Presente nas ceias de Natal e de Réveillon, o azeite chega ao fim de 2025 mais leve no bolso do consumidor. O produto registrou queda de preços pelo décimo mês consecutivo e acumula deflação de 23,32% nos últimos 12 meses, segundo dados do Índice de Preços dos Supermercados (IPS).
O levantamento é realizado pela APAS (Associação Paulista de Supermercados), em parceria com a FIPE (Fundação Instituto de Pesquisas Econômicas), e aponta que apenas em novembro o recuo foi de 0,37%.
No acumulado de 2025, a queda chega a 22,69%, confirmando uma trajetória consistente de redução ao longo do ano. Para especialistas, o movimento representa um alívio importante no orçamento das famílias, especialmente em um período de maior consumo.
De acordo com o economista-chefe da APAS, Felipe Queiroz, dois fatores principais explicam o comportamento do mercado. “Esse cenário vem sendo observado há dez meses consecutivos, principalmente em função da retomada da produção europeia e da isenção da alíquota de 9% sobre a importação do produto, adotada pelo governo federal”, afirma.
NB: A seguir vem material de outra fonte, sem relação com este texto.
//! The packet envelope and its derived views.
//!
//! A [`Packet`] is the fundamental unit that flows through the system:
//! both dialects decode into it and the dispatcher consumes it.

use serde_json::Value;

use crate::constants::{to_user_id, FcType};
use crate::state::SessionState;

/// Decoded payload of a packet.
#[derive(Debug, Clone, PartialEq, Default)]
pub enum Payload {
    /// No payload bytes on the wire.
    #[default]
    None,
    /// Payload bytes that did not parse as JSON.
    Raw(String),
    /// Payload parsed as JSON.
    Json(Value),
}

impl Payload {
    /// Parse payload text: JSON when it is JSON, raw otherwise.
    pub fn parse(text: &str) -> Payload {
        if text.is_empty() {
            return Payload::None;
        }
        match serde_json::from_str::<Value>(text) {
            Ok(value) => Payload::Json(value),
            Err(_) => Payload::Raw(text.to_string()),
        }
    }

    pub fn as_json(&self) -> Option<&Value> {
        match self {
            Payload::Json(value) => Some(value),
            _ => None,
        }
    }

    pub fn as_raw(&self) -> Option<&str> {
        match self {
            Payload::Raw(text) => Some(text),
            _ => None,
        }
    }

    /// Payload text for either representation. Login acks, for example,
    /// carry a bare username that may or may not survive JSON parsing.
    pub fn as_text(&self) -> Option<String> {
        match self {
            Payload::None => None,
            Payload::Raw(text) => Some(text.clone()),
            Payload::Json(Value::String(s)) => Some(s.clone()),
            Payload::Json(other) => Some(other.to_string()),
        }
    }
}

/// Immutable packet envelope shared by both wire dialects.
#[derive(Debug, Clone, PartialEq)]
pub struct Packet {
    pub fc_type: FcType,
    pub n_from: i32,
    pub n_to: i32,
    pub n_arg1: i32,
    pub n_arg2: i32,
    /// Byte length of the encoded payload before decoding.
    pub payload_len: usize,
    pub payload: Payload,
}

impl Packet {
    pub fn new(
        fc_type: FcType,
        n_from: i32,
        n_to: i32,
        n_arg1: i32,
        n_arg2: i32,
        payload_len: usize,
        payload: Payload,
    ) -> Packet {
        Packet { fc_type, n_from, n_to, n_arg1, n_arg2, payload_len, payload }
    }

    /// Session-state view of a JSON payload, when it is an object.
    pub fn payload_state(&self) -> Option<SessionState> {
        self.payload.as_json().and_then(SessionState::from_value)
    }

    /// The user id of the model this packet concerns, if any.
    ///
    /// Room-scoped packets name their subject in an envelope field, which
    /// is normalized out of the room-id bands; state snapshots name it in
    /// the payload (`uid`, with `0` standing for "same as `sid`").
    pub fn about_model_uid(&self) -> Option<i64> {
        match self.fc_type {
            // Room-scoped traffic: the target room identifies the model.
            FcType::CMesg
            | FcType::JoinChan
            | FcType::TokenInc
            | FcType::RoomHelper
            | FcType::ZBan
            | FcType::BanChan
            | FcType::RoomData => positive(to_user_id(self.n_to as i64)),
            // Direct traffic: the peer user identifies the model.
            FcType::PMesg => positive(to_user_id(self.n_from as i64)),
            // Per-user flags: the subject travels in the second argument.
            FcType::AddFriend | FcType::AddIgnore | FcType::MyCamState | FcType::MyWebcam => {
                positive(to_user_id(self.n_arg2 as i64))
            }
            // State snapshots carry identification in the payload.
            FcType::Details
            | FcType::SessionState
            | FcType::TxProfile
            | FcType::UsernameLookup => {
                let state = self.payload_state()?;
                let sid = state.sid();
                match state.uid() {
                    Some(0) | None if sid > 0 => Some(sid),
                    Some(uid) if uid > 0 => Some(uid),
                    _ => None,
                }
            }
            _ => None,
        }
    }

    /// Human-readable rendering for chat, PM and tip packets.
    pub fn chat_string(&self) -> Option<String> {
        let state = self.payload_state()?;
        let name = state.name().unwrap_or("unknown");
        match self.fc_type {
            FcType::CMesg | FcType::PMesg => {
                let msg = state.get("msg").and_then(Value::as_str).unwrap_or_default();
                Some(format!("{}: {}", name, clean_emotes(msg)))
            }
            FcType::TokenInc => {
                let tokens = state.get("tokens").and_then(Value::as_i64).unwrap_or(0);
                let mut line = format!("{name} has tipped {tokens} tokens");
                if let Some(msg) = state.get("msg").and_then(Value::as_str) {
                    if !msg.is_empty() {
                        line.push_str(": ");
                        line.push_str(&clean_emotes(msg));
                    }
                }
                Some(line)
            }
            _ => None,
        }
    }
}

fn positive(id: i64) -> Option<i64> {
    (id > 0).then_some(id)
}

/// Replace inline emote markup of the form `#~ue,<hash>.gif,<code>~#`
/// with the plain `:<code>` form. Malformed markup is left untouched.
pub fn clean_emotes(text: &str) -> String {
    let mut out = String::with_capacity(text.len());
    let mut rest = text;
    while let Some(start) = rest.find("#~") {
        let Some(end_rel) = rest[start + 2..].find("~#") else {
            break;
        };
        let inner = &rest[start + 2..start + 2 + end_rel];
        out.push_str(&rest[..start]);
        match emote_code(inner) {
            Some(code) => {
                out.push(':');
                out.push_str(code);
            }
            None => {
                out.push_str("#~");
                out.push_str(inner);
                out.push_str("~#");
            }
        }
        rest = &rest[start + 2 + end_rel + 2..];
    }
    out.push_str(rest);
    out
}

fn emote_code(inner: &str) -> Option<&str> {
    let mut parts = inner.splitn(3, ',');
    if parts.next() != Some("ue") {
        return None;
    }
    let image = parts.next()?;
    if !image.ends_with(".gif") {
        return None;
    }
    let code = parts.next()?;
    (!code.is_empty()).then_some(code)
}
A redução expressiva do preço do azeite também tem impacto direto sobre o grupo de óleos e gorduras, ajudando a conter pressões inflacionárias. Em novembro, o grupo ainda registrou alta de 2,63%, mas acumula queda de 4,23% no ano e recuo de 1,01% no período de 12 meses.
Com maior oferta no mercado internacional e medidas tributárias favoráveis, a expectativa é que o produto siga com preços mais estáveis no curto prazo, beneficiando o consumidor justamente nas datas em que o azeite costuma ganhar protagonismo à mesa.